A daughter says she is preparing to sue a York care home following the death of her mother from a diabetic-related condition.

Kay Sainsbury, 79, was a resident at Amarna House Care Home, in Acomb, for three weeks before she was taken to intensive care at York Hospital by ambulance on July 4, 2020, an inquest heard.

She had high blood sugar levels and was suffering from diabetic ketoacidosis (DKA), a life-threatening condition caused by lack of insulin in the body.

She died in hospital on July 8 with her daughter Catherine Staniforth at her bedside.

At the end of a Northallerton inquest, assistant coroner Oliver Langstaff said he had heard “conflicting evidence” about insulin supply for Mrs Sainsbury to the home.

Mrs Staniforth, a retired nurse with a degree in social work, said: “I have instructed solicitors to pursue a civil claim against Amarna House Care Home, which is part of Avery Health Care Homes.”

Her mother, who had had diabetes for decades, had never had diabetic ketoacidosis before July 2020.

York Press: Amarna House Care Home, Rosetta Way, Acomb

Care worker Sammy Jo Gore told the inquest that supplies of a fast acting insulin drug called NovaRapid at the home were insufficient to give a full dosage when Mrs Sainsbury’s blood sugars rose too high on July 4.

She said she had not given the medicine she had available to Mrs Sainsbury because Mrs Sainsbury had had an empty stomach.

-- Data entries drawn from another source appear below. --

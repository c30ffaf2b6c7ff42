//! Moves finished orders out of the working tree into `<target>/<YYYY-MM>/`.

use crate::metrics::ScanMetrics;
use crate::models::StatusNode;
use camino::{Utf8Path, Utf8PathBuf};
use std::fs;
use thiserror::Error;

#[derive(Error, Debug)]
pub enum RelocationError {
    #[error("Order '{0}' has no usable ready date")]
    MissingDate(String),

    #[error("Failed to create {path}: {source}")]
    CreateDir {
        path: Utf8PathBuf,
        #[source]
        source: std::io::Error,
    },

    #[error("Failed to move {from} to {to}: {source}")]
    Move {
        from: Utf8PathBuf,
        to: Utf8PathBuf,
        #[source]
        source: std::io::Error,
    },
}

/// Outcome of one relocation pass
#[derive(Debug, Clone, Default, PartialEq, Eq)]
pub struct RelocationSummary {
    /// New locations of the orders that were moved
    pub moved: Vec<Utf8PathBuf>,
    /// Names of the ready orders that stayed where they were
    pub failed: Vec<String>,
}

/// Move one ready order and return its new path.
pub fn relocate_order(
    source_root: &Utf8Path,
    target_root: &Utf8Path,
    order: &StatusNode,
) -> Result<Utf8PathBuf, RelocationError> {
    let month = order
        .ready_month()
        .ok_or_else(|| RelocationError::MissingDate(order.item_name.clone()))?;

    let month_dir = target_root.join(month);
    fs::create_dir_all(&month_dir).map_err(|source| RelocationError::CreateDir {
        path: month_dir.clone(),
        source,
    })?;

    let from = source_root.join(&order.item_name);
    let to = month_dir.join(&order.item_name);
    fs::rename(&from, &to).map_err(|source| RelocationError::Move {
        from: from.clone(),
        to: to.clone(),
        source,
    })?;

    Ok(to)
}

/// Move every `Ready` order. A failed move is logged and counted; the rest go on.
pub fn relocate_ready_orders(
    source_root: &Utf8Path,
    target_root: &Utf8Path,
    orders: &[StatusNode],
    metrics: &ScanMetrics,
) -> RelocationSummary {
    let mut summary = RelocationSummary::default();

    for order in orders.iter().filter(|order| order.is_ready()) {
        match relocate_order(source_root, target_root, order) {
            Ok(to) => {
                tracing::info!("Moved finished order '{}' to {}", order.item_name, to);
                metrics.record_order_relocated();
                summary.moved.push(to);
            }
            Err(e) => {
                tracing::error!("{}", e);
                metrics.record_relocation_failure();
                summary.failed.push(order.item_name.clone());
            }
        }
    }

    summary
}

#[cfg(test)]
mod tests {
    use super::*;
    use tempfile::TempDir;

    #[test]
    fn test_moves_ready_orders_only() {
        let temp_dir = TempDir::new().unwrap();
        let root = Utf8Path::from_path(temp_dir.path()).unwrap();
        let source = root.join("work");
        let target = root.join("done");
        fs::create_dir_all(source.join("A")).unwrap();
        fs::create_dir_all(source.join("B")).unwrap();
        fs::write(source.join("A").join("order_ready_20240503.xml"), "x").unwrap();

        let orders = vec![
            StatusNode::ready("A", "2024-05-03"),
            StatusNode::pending("B"),
        ];
        let metrics = ScanMetrics::new();

        let summary = relocate_ready_orders(&source, &target, &orders, &metrics);

        assert_eq!(summary.moved, vec![target.join("2024-05").join("A")]);
        assert!(summary.failed.is_empty());
        assert!(target.join("2024-05/A/order_ready_20240503.xml").exists());
        assert!(!source.join("A").exists());
        assert!(source.join("B").exists());
        assert_eq!(ScanMetrics::get(&metrics.orders_relocated), 1);
    }

    #[test]
    fn test_missing_source_is_counted() {
        let temp_dir = TempDir::new().unwrap();
        let root = Utf8Path::from_path(temp_dir.path()).unwrap();
        let metrics = ScanMetrics::new();

        let orders = vec![StatusNode::ready("gone", "2024-05-03")];
        let summary = relocate_ready_orders(&root.join("work"), &root.join("done"), &orders, &metrics);

        assert!(summary.moved.is_empty());
        assert_eq!(summary.failed, vec!["gone".to_string()]);
        assert_eq!(ScanMetrics::get(&metrics.relocation_failures), 1);
    }

    #[test]
    fn test_short_date_is_rejected() {
        let temp_dir = TempDir::new().unwrap();
        let root = Utf8Path::from_path(temp_dir.path()).unwrap();

        let order = StatusNode::ready("A", "2024");
        assert!(matches!(
            relocate_order(root, root, &order),
            Err(RelocationError::MissingDate(_))
        ));
    }
}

Asked if she was aware of a company policy that she should have sought professional medical assistance, she said she had acted according to her training.

Manager of the home in Rosetta Way, Acomb, Linda Donnellan-Beevers, told the inquest its staff were fully trained in how to deal with diabetic residents.

She had sought assurances that the home would receive support from a health service diabetic team before accepting Mrs Sainsbury as a resident.

She said pandemic restrictions on people coming into the home meant staff took on some district nurse roles in the administering of insulin.

Mr Langstaff recorded a finding of death by natural causes including DKA.

He said he didn’t need to decide which evidence about insulin supply was correct because the DKA Mrs Sainsbury had had on July 4 had cleared up after she was admitted to hospital.

The condition had reoccurred shortly before she died.

York Press: Kay Sainsbury who died in July 2020

A statement from the home after the inquest said: “The Amarna House Care Home team continues to provide the very best care and support to the elderly residents that reside with them.

“Our thoughts are with the family and friends of the late Mrs Sainsbury at this time.”